Consulta sobre la termoeléctrica en Huexca divide a morelenses

CUERNAVACA, Mor. (apro).- La próxima consulta anunciada por el presidente Andrés Manuel López Obrador para definir la operación de la termoeléctrica de ciclo combinado ubicada en la comunidad de Huexca, en el municipio de Yecapixtla, ha provocado división entre los morelenses.

Por un lado, los empresarios han advertido que apoyarán el funcionamiento de la planta, en el entendido de que bajarán los precios de la energía eléctrica; por otro lado, activistas, defensores de los derechos humanos y científicos demandaron al gobierno federal cancelar la consulta y la planta, debido al riego que representa para las comunidades y el medio ambiente.

El presidente del Consejo Coordinador Empresarial (CCE), Ángel Adame, precisó que la termoeléctrica es una oportunidad para los empresarios, siempre y cuando el gobierno federal respete la propuesta de reducir el costo de la energía, y sin que haya afectaciones a la ciudadanía o se contamine el agua.

“Nosotros. desde el sector empresarial, hemos comentado que, si tienen todos aquellos análisis y estudios contundentes en esta materia para poder hacer que efectivamente el agua no se contamine y pueda tenerse el abastecimiento en esta zona tan importante del estado, garantizar la misma, y por supuesto que podamos tener mayor y mejor eficiencia en la luz, entonces la planta es viable”, subrayó.

Cancelar el proyecto, agregó, representaría una afectación, porque la entidad no cuenta con el suficiente abastecimiento del servicio eléctrico para las empresas e incluso para algunas localidades. Así que, si el gobierno federal respeta la reducción de precios, el proyecto es bienvenido, recalcó.

“En dado caso que se cumpla con los estándares de calidad, de mejora y cuidado del medio ambiente, por supuesto que sí apoyamos (la operación de la planta), pues el abastecimiento de luz no es suficiente para que empresas de otros destinos vengan, e incluso las mismas que aquí puedan crecer, no lo pueden hacer porque el abastecimiento no es suficiente o es caro”, sostuvo.

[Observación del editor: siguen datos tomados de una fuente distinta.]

//! Coverage scoring.
//!
//! Runs the test suite inside an [`InstrumentationSession`] and scores how thoroughly it
//! exercised the target files:
//!
//! ```text
//! score = stmt_cover * 0.5 + branch_cover * 0.5 + branch_partial * 0.25
//! ```
//!
//! The suite's own pass/fail outcomes do not matter here. Each target contributes two detail
//! blocks (statement listing, branch listing), and a JSON coverage report is written to the
//! artifact path when one is configured.

use crate::coverage::analyzer::CoverageAnalyzer;
use crate::coverage::session::InstrumentationSession;
use crate::error::{GradingError, ScorerError};
use crate::message::Message;
use crate::result::{ScorerFailure, Verdict};
use crate::suites::command_suite::CommandSuite;
use crate::traits::collector::CoverageCollector;
use crate::traits::scorer::Scorer;
use crate::traits::suite::{SuiteSource, TestSuite};
use crate::utilities::command::CommandSpec;
use crate::utilities::file_loader::{MAX_SOURCE_SIZE, read_text};
use async_trait::async_trait;
use std::path::{Path, PathBuf};
use tracing::{debug, info};
use util::code_coverage_report::CoverageReport;
use util::languages::Language;
use util::paths::to_slash;

const SEPARATOR_WIDTH: usize = 70;

pub struct CoverageScorer {
    suite: SuiteSource,
    files: Vec<PathBuf>,
    root: Option<PathBuf>,
    collector: Box<dyn CoverageCollector>,
    artifact: Option<PathBuf>,
    max_source_bytes: u64,
}

impl CoverageScorer {
    /// Measure how well `suite` covers `files`.
    pub fn new<C: CoverageCollector + 'static>(
        suite: SuiteSource,
        files: Vec<PathBuf>,
        collector: C,
    ) -> Self {
        Self {
            suite,
            files,
            root: None,
            collector: Box::new(collector),
            artifact: None,
            max_source_bytes: MAX_SOURCE_SIZE,
        }
    }

    /// Discover the test modules under `root` at evaluation time and measure the coverage of
    /// `files`, given relative to `root`.
    pub fn from_handin_dir<C: CoverageCollector + 'static>(
        root: impl Into<PathBuf>,
        language: Language,
        pattern: Option<String>,
        runner: CommandSpec,
        files: Vec<PathBuf>,
        collector: C,
    ) -> Self {
        let root = root.into();
        let discover_root = root.clone();
        let suite = SuiteSource::deferred(move || {
            let suite =
                CommandSuite::discover(&discover_root, language, pattern.as_deref(), runner)?;
            Ok(Box::new(suite) as Box<dyn TestSuite>)
        });
        let mut scorer = Self::new(suite, files, collector);
        scorer.root = Some(root);
        scorer
    }

    /// Write the JSON coverage report to `path` after each evaluation.
    pub fn with_artifact(mut self, path: impl Into<PathBuf>) -> Self {
        self.artifact = Some(path.into());
        self
    }

    pub fn with_max_source_bytes(mut self, max: u64) -> Self {
        self.max_source_bytes = max;
        self
    }

    fn target_path(&self, target: &Path) -> PathBuf {
        match &self.root {
            Some(root) if target.is_relative() => root.join(target),
            _ => target.to_path_buf(),
        }
    }
}

fn statement_block(file: &str, miss: usize, listing: &str) -> Message {
    Message::new("{file}: {miss} statement(s) not covered.\n{separator}\n{listing}")
        .with("file", file)
        .with("miss", miss)
        .with("separator", "-".repeat(SEPARATOR_WIDTH))
        .with("listing", listing)
}

fn branch_block(file: &str, partial: usize, notaken: usize, listing: &str) -> Message {
    Message::new(
        "{file}: {partial} branch(es) partially taken and {notaken} branch(es) not taken.\n{separator}\n{listing}",
    )
    .with("file", file)
    .with("partial", partial)
    .with("notaken", notaken)
    .with("separator", "-".repeat(SEPARATOR_WIDTH))
    .with("listing", listing)
}

#[async_trait]
impl Scorer for CoverageScorer {
    fn name(&self) -> &str {
        "Coverage Scorer"
    }

    async fn evaluate(&mut self) -> Result<Verdict, ScorerError> {
        let suite = self.suite.resolve()?;

        let session = InstrumentationSession::acquire(self.collector.as_ref()).await?;
        let report = suite.run().await;
        let data = session.finish().await?;
        debug!(
            "Instrumented run: {} tests, {} errors, {} failures; data for {} file(s)",
            report.outcomes.len(),
            report.errors(),
            report.failures(),
            data.len()
        );

        let mut analyzer = CoverageAnalyzer::new();
        let mut detail = Vec::with_capacity(self.files.len() * 2);
        for target in &self.files {
            let path = self.target_path(target);
            let shown = to_slash(target);
            let sample = data
                .lookup(&path)
                .or_else(|| data.lookup(target))
                .ok_or_else(|| {
                    ScorerFailure::new(
                        Message::new("No coverage data recorded for {file}")
                            .with("file", shown.as_str()),
                    )
                })?;
            let source = read_text(&path, self.max_source_bytes)?;

            let file = analyzer.add_file(Path::new(&shown), &source, sample);
            detail.push(statement_block(&shown, file.stats.miss, &file.statement_listing));
            detail.push(branch_block(
                &shown,
                file.stats.partial,
                file.stats.notaken,
                &file.branch_listing,
            ));
        }

        let analysis = analyzer.finish();
        let totals = &analysis.totals;
        let score = totals.score();
        info!(
            "Coverage: {:.2}% statements, {:.2}% branches taken, {:.2}% partial",
            totals.stmt_cover(),
            totals.branch_cover(),
            totals.branch_partial()
        );

        if let Some(artifact) = &self.artifact {
            let files = analysis.files.iter().map(|f| f.to_artifact()).collect();
            CoverageReport::new(analysis.summary(), files)
                .write(artifact)
                .map_err(GradingError::Io)?;
            debug!("Coverage report written to {}", artifact.display());
        }

        let brief = Message::new(
            "{stmt}% statements covered, {branch}% branches taken and {partial}% partially taken.",
        )
        .with("stmt", totals.stmt_cover())
        .with("branch", totals.branch_cover())
        .with("partial", totals.branch_partial());

        Ok(Verdict::new(score, brief, detail))
    }
}

#[cfg(test)]
mod tests {
    use super::*;
    use crate::coverage::sample::{BranchStat, CoverageData, CoverageSample};
    use crate::traits::suite::SuiteReport;
    use std::collections::{BTreeMap, BTreeSet};
    use std::sync::Arc;
    use std::sync::atomic::{AtomicBool, Ordering};
    use util::test_helpers::setup_handin_dir;

    struct NoopSuite(Arc<AtomicBool>);

    #[async_trait]
    impl TestSuite for NoopSuite {
        fn count_test_cases(&self) -> usize {
            1
        }

        async fn run(&self) -> SuiteReport {
            self.0.store(true, Ordering::SeqCst);
            SuiteReport::default()
        }
    }

    /// Returns a fixed sample for `myfunc.py`.
    struct FixedCollector(CoverageData);

    #[async_trait]
    impl CoverageCollector for FixedCollector {
        async fn begin(&self) -> Result<(), ScorerError> {
            Ok(())
        }

        async fn collect(&self) -> Result<CoverageData, ScorerError> {
            Ok(self.0.clone())
        }
    }

    fn reference_data() -> CoverageData {
        let exec: BTreeSet<u32> = (1..=10).collect();
        let missed: BTreeSet<u32> = [4, 7, 9].into_iter().collect();
        let branches: BTreeMap<u32, BranchStat> = [
            (2, BranchStat::new(2, 2)),
            (3, BranchStat::new(2, 2)),
            (5, BranchStat::new(2, 1)),
            (6, BranchStat::new(2, 0)),
        ]
        .into_iter()
        .collect();
        let mut data = CoverageData::new();
        data.insert(
            Path::new("myfunc.py"),
            CoverageSample::new(exec, missed, branches).unwrap(),
        );
        data
    }

    fn source() -> String {
        (1..=12).map(|i| format!("line{i}\n")).collect()
    }

    #[tokio::test]
    async fn test_reference_score_listings_and_artifact() {
        let dir = setup_handin_dir(&[("myfunc.py", source().as_str())]);
        let ran = Arc::new(AtomicBool::new(false));
        let artifact = dir.path().join("out/coverage.json");

        let mut scorer = CoverageScorer::new(
            SuiteSource::eager(NoopSuite(ran.clone())),
            vec![dir.path().join("myfunc.py")],
            FixedCollector(reference_data()),
        )
        .with_artifact(&artifact);
        let verdict = scorer.evaluate().await.unwrap();

        assert!(ran.load(Ordering::SeqCst));
        assert!((verdict.score - 66.25).abs() < 1e-9);
        assert_eq!(
            verdict.brief.render(),
            "70.00% statements covered, 50.00% branches taken and 25.00% partially taken."
        );
        assert_eq!(verdict.detail.len(), 2);

        let statements = verdict.detail[0].render();
        assert!(statements.contains(": 3 statement(s) not covered.\n"));
        assert!(statements.contains(&"-".repeat(70)));
        assert!(statements.contains("- line4\n"));
        assert!(statements.contains("+ line1\n"));
        assert!(statements.ends_with("  line12"));

        let branches = verdict.detail[1].render();
        assert!(branches.contains(": 1 branch(es) partially taken and 1 branch(es) not taken."));
        assert!(branches.contains("* line5\n"));
        assert!(branches.contains("- line6\n"));
        assert!(branches.contains("+ line2\n"));

        let report = CoverageReport::read(&artifact).unwrap();
        assert_eq!(report.summary.total_statements, 10);
        assert_eq!(report.summary.partial_branches, 1);
        assert_eq!(report.files[0].missed_lines, vec![4, 7, 9]);
    }

    #[tokio::test]
    async fn test_target_without_data_is_failure() {
        let dir = setup_handin_dir(&[("other.py", "x = 1\n")]);
        let mut scorer = CoverageScorer::new(
            SuiteSource::eager(NoopSuite(Arc::default())),
            vec![dir.path().join("other.py")],
            FixedCollector(reference_data()),
        );
        match scorer.evaluate().await {
            Err(ScorerError::Failure(f)) => {
                assert_eq!(f.brief.template, "No coverage data recorded for {file}")
            }
            Err(other) => panic!("expected failure, got {other}"),
            Ok(_) => panic!("expected failure"),
        }
    }

    #[tokio::test]
    async fn test_unwritable_artifact_is_defect() {
        let dir = setup_handin_dir(&[("myfunc.py", source().as_str())]);
        // a regular file where the artifact's parent directory should be
        let blocker = dir.path().join("blocker");
        std::fs::write(&blocker, "").unwrap();

        let mut scorer = CoverageScorer::new(
            SuiteSource::eager(NoopSuite(Arc::default())),
            vec![dir.path().join("myfunc.py")],
            FixedCollector(reference_data()),
        )
        .with_artifact(blocker.join("coverage.json"));
        assert!(matches!(
            scorer.evaluate().await,
            Err(ScorerError::Defect(GradingError::Io(_)))
        ));
    }

    #[tokio::test]
    async fn test_from_handin_dir_resolves_relative_targets() {
        let dir = setup_handin_dir(&[("myfunc.py", source().as_str())]);
        // no test modules are found, coverage is still collected and scored
        let mut scorer = CoverageScorer::from_handin_dir(
            dir.path(),
            Language::Python,
            None,
            CommandSpec::new("definitely-not-a-real-program-4711"),
            vec![PathBuf::from("myfunc.py")],
            FixedCollector(reference_data()),
        );
        let verdict = scorer.evaluate().await.unwrap();
        assert!((verdict.score - 66.25).abs() < 1e-9);
        assert!(verdict.detail[0].render().starts_with("myfunc.py: 3 statement(s)"));
    }
}
//! Scorer Error Types
//!
//! Grading distinguishes two tiers of trouble:
//!
//! - A [`ScorerFailure`](crate::result::ScorerFailure): the check could not reach a verdict
//!   because of the submission (malformed data, missing files). The runner absorbs it and the
//!   scorer reports the failure's score.
//! - A [`GradingError`]: the grading logic or its configuration is broken. It propagates
//!   through the runner and the pipeline and fails the whole grading pass.
//!
//! [`ScorerError`] is what a scorer's `evaluate` returns on its error path and carries either
//! tier. `?` converts both into it.
//!
//! # Example
//!
//! ```rust
//! use scorer::error::{GradingError, ScorerError};
//! use scorer::result::ScorerFailure;
//!
//! fn check(data: &str) -> Result<(), ScorerError> {
//!     if data.is_empty() {
//!         return Err(ScorerFailure::new("No input data was supplied.").into());
//!     }
//!     if data.len() > 1024 {
//!         return Err(GradingError::InvalidConfig("input limit exceeded".into()).into());
//!     }
//!     Ok(())
//! }
//!
//! assert!(matches!(check(""), Err(ScorerError::Failure(_))));
//! ```

use crate::result::ScorerFailure;
use std::fmt;

/// Defects and configuration errors. Never absorbed by the runner.
#[derive(Debug)]
pub enum GradingError {
    /// I/O on grader-owned resources failed (artifact output, working directories).
    Io(String),
    /// A scorer or pipeline was constructed with an impossible configuration.
    InvalidConfig(String),
    /// A scorer weight was zero, negative or not finite.
    InvalidWeight(String),
    /// A pipeline was run without any scorers.
    EmptyPipeline,
    /// Internal invariant broken inside the grading logic.
    Internal(String),
}

impl fmt::Display for GradingError {
    fn fmt(&self, f: &mut fmt::Formatter<'_>) -> fmt::Result {
        match self {
            GradingError::Io(msg) => write!(f, "I/O error: {msg}"),
            GradingError::InvalidConfig(msg) => write!(f, "invalid configuration: {msg}"),
            GradingError::InvalidWeight(msg) => write!(f, "invalid weight: {msg}"),
            GradingError::EmptyPipeline => f.write_str("pipeline has no scorers"),
            GradingError::Internal(msg) => write!(f, "internal error: {msg}"),
        }
    }
}

impl std::error::Error for GradingError {}

impl From<std::io::Error> for GradingError {
    fn from(e: std::io::Error) -> Self {
        GradingError::Io(e.to_string())
    }
}

/// The error path of a scorer evaluation.
#[derive(Debug)]
pub enum ScorerError {
    /// Recoverable: converted into a result by the runner.
    Failure(ScorerFailure),
    /// Unexpected: propagated to the caller of the pipeline.
    Defect(GradingError),
}

impl fmt::Display for ScorerError {
    fn fmt(&self, f: &mut fmt::Formatter<'_>) -> fmt::Result {
        match self {
            ScorerError::Failure(failure) => write!(f, "scorer failure: {}", failure.brief.render()),
            ScorerError::Defect(err) => write!(f, "{err}"),
        }
    }
}

impl std::error::Error for ScorerError {}

impl From<ScorerFailure> for ScorerError {
    fn from(f: ScorerFailure) -> Self {
        ScorerError::Failure(f)
    }
}

impl From<GradingError> for ScorerError {
    fn from(e: GradingError) -> Self {
        ScorerError::Defect(e)
    }
}

/// Problems found while parsing external data (coverage output, checker output, CSV).
///
/// Callers decide which tier a parse error belongs to; data produced by or about the
/// submission is normally a [`ScorerFailure`].
#[derive(Debug, Clone, PartialEq)]
pub enum ParseError {
    /// A required field or column is absent.
    MissingField(String),
    /// A value is present but cannot be converted to the expected type.
    InvalidValue(String),
    /// The input does not follow the expected format at all.
    Malformed(String),
}

impl fmt::Display for ParseError {
    fn fmt(&self, f: &mut fmt::Formatter<'_>) -> fmt::Result {
        match self {
            ParseError::MissingField(msg) => write!(f, "missing field: {msg}"),
            ParseError::InvalidValue(msg) => write!(f, "invalid value: {msg}"),
            ParseError::Malformed(msg) => write!(f, "malformed input: {msg}"),
        }
    }
}

impl std::error::Error for ParseError {}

Por separado, el vocero de la Comisión Independiente de Derechos Humanos de Morelos (CIDHM), José Martínez Cruz, consideró que la consulta impulsada el gobierno de López Obrador no tiene validez, porque la obra ya está iniciada y, por tanto, no se apega a lo que establecen los organismos internacionales, entre ellos la Organización Internacional del Trabajo (OIT).

“La consulta anunciada para el 23 y 24 de febrero adolece de varios problemas. El primero de ellos es que, de acuerdo con el Convenio 169 de la OIT, cuando algún megaproyecto pasa por territorio o poblaciones, comunidades indígenas, se tiene que aplicar el criterio de que la consulta debe ser amplia, previa, libre e informada, es decir que toda la gente sepa sobre qué es lo que se está consultado y pueda optar claramente por la alternativa”, detalló.

Entonces, dijo, la consulta no se apega a ese criterio porque no fue previa al inicio del megaproyecto, dado que tanto el gasoducto como la termoeléctrica ya están terminados, y sólo faltan 150 metros para concluir el acueducto. Las repercusiones ambientales no han sido abordadas de forma completa y la sociedad no tiene la información completa, abundó.

De acuerdo con las autoridades, la consulta será responsabilidad de la Secretaría de Gobernación y se realizará en nueve municipios de Tlaxcala, 15 de Puebla y en todo el estado de Morelos. En ocho localidades del oriente de la entidad se instalarán más casillas, por considerarse que hay un mayor impacto del proyecto en la zona.

El súper delegado del gobierno federal en la entidad, Hugo Eric Flores Cervantes, informó que en la consulta participarán elementos de Seguridad Pública para evitar incidencias. También mencionó que en el gobierno federal “estamos bastante optimistas de que se le dé información a la gente y pueda salir a emitir su sufragio en total libertad, sin que nadie le dé línea o le presione para votar en sentido positivo o negativo”.

Los días 23 y 24 de febrero se realizará la consulta sobre la planta termoeléctrica construida por empresas españolas, que desde un principio generó inconformidad. Y los pueblos del oriente de Morelos, así como de Puebla y Tlaxcala, formaron un frente para combatir el proyecto.